Requirement: Transcribe word for word the lines below from the line with "pub trait DocumentSink: Send" through the line with "in insertion order.", ends included.

Given data:
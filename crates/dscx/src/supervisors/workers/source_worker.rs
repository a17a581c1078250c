//! 🚰 The SourceWorker: walks the record set, maps every record, pushes documents downstream.
//!
//! 🧠 Knowledge graph:
//! - Loop: `has_next()` → `next()` → `map_record()` → `tx.send()`.
//! - `NoRow` from a mapper → warn, count as skipped, keep going.
//! - Anything else → `reset()` the producer (no connection left behind) and bail.

use anyhow::{Context, Result};
use async_channel::Sender;
use tokio::task::JoinHandle;
use tracing::{debug, error, info, warn};

use super::Worker;
use crate::documents::IndexDocument;
use crate::mappers::{MapperBackend, MappingContext, map_record};
use crate::producers::{DatabaseRecordSetProducer, RecordSetProducer};
use crate::progress::ProgressMetrics;

#[derive(Debug)]
pub(crate) struct SourceWorker {
    tx: Sender<IndexDocument>,
    producer: DatabaseRecordSetProducer,
    mappers: Vec<MapperBackend>,
    context: MappingContext,
    source_name: String,
    show_progress: bool,
}

impl SourceWorker {
    pub(crate) fn new(
        tx: Sender<IndexDocument>,
        producer: DatabaseRecordSetProducer,
        mappers: Vec<MapperBackend>,
        context: MappingContext,
    ) -> Self {
        Self {
            tx,
            producer,
            mappers,
            context,
            source_name: "records".to_string(),
            show_progress: false,
        }
    }

    pub(crate) fn with_progress(mut self, source_name: impl Into<String>, visible: bool) -> Self {
        self.source_name = source_name.into();
        self.show_progress = visible;
        self
    }

    async fn pump(&mut self) -> Result<()> {
        let mut more = self
            .producer
            .has_next()
            .await
            .context("💀 Could not list the records to index")?;

        let mut metrics = ProgressMetrics::new(
            self.source_name.clone(),
            self.producer.doc_count() as u64,
            self.show_progress,
        );

        while more {
            let record = self
                .producer
                .next()
                .await
                .context("💀 Could not fetch the next record")?;

            match map_record(&self.mappers, &record, &mut self.context).await {
                Ok(document) => {
                    self.tx.send(document).await.context(
                        "💀 The sink side hung up while documents were still coming",
                    )?;
                    metrics.record_indexed();
                }
                Err(e) if e.is_no_row() => {
                    warn!("🕳️ Skipping record '{}': {e}", record.id());
                    metrics.record_skipped();
                }
                Err(e) => {
                    return Err(anyhow::Error::new(e)
                        .context(format!("💀 Mapping record '{}' failed", record.id())));
                }
            }

            more = self
                .producer
                .has_next()
                .await
                .context("💀 Could not check for more records")?;
        }

        metrics.finish();
        info!(
            "✅ Pass complete: {} documents indexed, {} records skipped, {} listed",
            metrics.indexed(),
            metrics.skipped(),
            self.producer.doc_count()
        );
        Ok(())
    }
}

impl Worker for SourceWorker {
    fn start(mut self) -> JoinHandle<Result<()>> {
        tokio::spawn(async move {
            debug!("🚰 SourceWorker started");
            let result = self.pump().await;
            if let Err(e) = &result {
                error!("💀 Indexing pass aborted: {e:#}");
                self.producer.reset().await;
            }
            // 📪 success or not, the SinkWorker needs to hear that nothing else is coming
            self.tx.close();
            result
        })
    }
}
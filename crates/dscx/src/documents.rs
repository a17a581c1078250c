//! 📄 Documents: where database columns go to become searchable.
//!
//! 🎬 *[a row walks into an index. the bartender asks "stored or analyzed?". the row says "yes".]*
//!
//! The search-index library itself is somebody else's problem. This module only
//! models the contract mappers write against: a [`DocumentSink`] that accepts
//! `(name, value, stored, analyzed)` and can forget every field with a given name.
//! [`IndexDocument`] is the one implementation, an ordered multi-map that
//! serializes to a JSON object for the sinks downstream. 🦆

use serde::Serialize;
use serde_json::{Map, Value as JsonValue};

/// 🕳️ Anything a mapper can write fields into.
pub trait DocumentSink: Send {
    /// ➕ Append a field. Names may repeat; repeated names become multi-valued fields.
    fn add_field(&mut self, name: &str, value: &str, stored: bool, analyzed: bool);

    /// 🗑️ Drop every field called `name`.
    fn remove_fields(&mut self, name: &str);

    /// ➕ The common case: stored AND analyzed.
    fn add(&mut self, name: &str, value: &str) {
        self.add_field(name, value, true, true);
    }
}

/// 🏷️ One field of an index document.
#[derive(Debug, Clone, PartialEq, Eq, Serialize)]
pub struct IndexField {
    pub name: String,
    pub value: String,
    pub stored: bool,
    pub analyzed: bool,
}

/// 📄 An index document under construction. Field order is insertion order.
#[derive(Debug, Clone, Default, PartialEq, Eq)]
pub struct IndexDocument {
    fields: Vec<IndexField>,
}

impl IndexDocument {
    pub fn new() -> Self {
        Self::default()
    }

    pub fn fields(&self) -> &[IndexField] {
        &self.fields
    }

    pub fn len(&self) -> usize {
        self.fields.len()
    }

    pub fn is_empty(&self) -> bool {
        self.fields.is_empty()
    }

    /// 🔍 First value for `name`, if any.
    pub fn get(&self, name: &str) -> Option<&str> {
        self.fields
            .iter()
            .find(|f| f.name == name)
            .map(|f| f.value.as_str())
    }

    /// 🔍 Every value for `name`, in insertion order.
    pub fn get_all(&self, name: &str) -> Vec<&str> {
        self.fields
            .iter()
            .filter(|f| f.name == name)
            .map(|f| f.value.as_str())
            .collect()
    }

    /// 📦 JSON object view: one value stays a string, repeated names become arrays.
    pub fn to_json(&self) -> JsonValue {
        let mut object = Map::new();
        for field in &self.fields {
            let incoming = JsonValue::String(field.value.clone());
            match object.get_mut(&field.name) {
                None => {
                    object.insert(field.name.clone(), incoming);
                }
                Some(JsonValue::Array(values)) => values.push(incoming),
                Some(existing) => {
                    let first = existing.take();
                    *existing = JsonValue::Array(vec![first, incoming]);
                }
            }
        }
        JsonValue::Object(object)
    }

    /// 📥 The way back from [`IndexDocument::to_json`]. Arrays fan out into repeated fields,
    /// other scalars keep their JSON text, nulls vanish. Anything but an object is `None`.
    pub fn from_json(json: &JsonValue) -> Option<Self> {
        let JsonValue::Object(object) = json else {
            return None;
        };
        let mut document = Self::new();
        for (name, value) in object {
            let values: Vec<&JsonValue> = match value {
                JsonValue::Array(values) => values.iter().collect(),
                single => vec![single],
            };
            for value in values {
                match value {
                    JsonValue::Null => {}
                    JsonValue::String(text) => document.add(name, text),
                    other => document.add(name, &other.to_string()),
                }
            }
        }
        Some(document)
    }
}

impl DocumentSink for IndexDocument {
    fn add_field(&mut self, name: &str, value: &str, stored: bool, analyzed: bool) {
        self.fields.push(IndexField {
            name: name.to_string(),
            value: value.to_string(),
            stored,
            analyzed,
        });
    }

    fn remove_fields(&mut self, name: &str) {
        self.fields.retain(|f| f.name != name);
    }
}

#[cfg(test)]
mod tests {
    use super::*;

    #[test]
    fn the_one_where_repeated_names_become_arrays() {
        let mut the_doc = IndexDocument::new();
        the_doc.add("title", "Alpha");
        the_doc.add("lang", "de");
        the_doc.add("lang", "en");
        the_doc.add("lang", "fr");

        assert_eq!(the_doc.get("lang"), Some("de"));
        assert_eq!(the_doc.get_all("lang"), vec!["de", "en", "fr"]);
        assert_eq!(
            the_doc.to_json(),
            serde_json::json!({"title": "Alpha", "lang": ["de", "en", "fr"]})
        );
    }

    #[test]
    fn the_one_where_json_comes_back_as_fields() {
        let json = serde_json::json!({"ID": "a", "lang": ["de", "en"], "count": 3, "gone": null});
        let the_doc = IndexDocument::from_json(&json).expect("objects are documents");

        assert_eq!(the_doc.get("ID"), Some("a"));
        assert_eq!(the_doc.get_all("lang"), vec!["de", "en"]);
        assert_eq!(the_doc.get("count"), Some("3"));
        assert_eq!(the_doc.get("gone"), None);
        assert!(IndexDocument::from_json(&serde_json::json!(["not", "a", "doc"])).is_none());
    }

    #[test]
    fn the_one_where_remove_fields_forgets_every_namesake() {
        let mut the_doc = IndexDocument::new();
        the_doc.add("t2", "20201231");
        the_doc.add_field("t2", "19991231", false, false);
        the_doc.add("t1", "00000000");
        the_doc.remove_fields("t2");

        assert_eq!(the_doc.len(), 1);
        assert_eq!(the_doc.get("t2"), None);
        assert!(the_doc.fields()[0].stored && the_doc.fields()[0].analyzed);
    }
}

Your solution:
pub trait DocumentSink: Send {
    /// ➕ Append a field. Names may repeat; repeated names become multi-valued fields.
    fn add_field(&mut self, name: &str, value: &str, stored: bool, analyzed: bool);

    /// 🗑️ Drop every field called `name`.
    fn remove_fields(&mut self, name: &str);

    /// ➕ The common case: stored AND analyzed.
    fn add(&mut self, name: &str, value: &str) {
        self.add_field(name, value, true, true);
    }
}

/// 🏷️ One field of an index document.
#[derive(Debug, Clone, PartialEq, Eq, Serialize)]
pub struct IndexField {
    pub name: String,
    pub value: String,
    pub stored: bool,
    pub analyzed: bool,
}

/// 📄 An index document under construction. Field order is insertion order.
#[derive(Debug, Clone, Default, PartialEq, Eq)]
pub struct IndexDocument {
    fields: Vec<IndexField>,
}

impl IndexDocument {
    pub fn new() -> Self {
        Self::default()
    }

    pub fn fields(&self) -> &[IndexField] {
        &self.fields
    }

    pub fn len(&self) -> usize {
        self.fields.len()
    }

    pub fn is_empty(&self) -> bool {
        self.fields.is_empty()
    }

    /// 🔍 First value for `name`, if any.
    pub fn get(&self, name: &str) -> Option<&str> {
        self.fields
            .iter()
            .find(|f| f.name == name)
            .map(|f| f.value.as_str())
    }

    /// 🔍 Every value for `name`, in insertion order.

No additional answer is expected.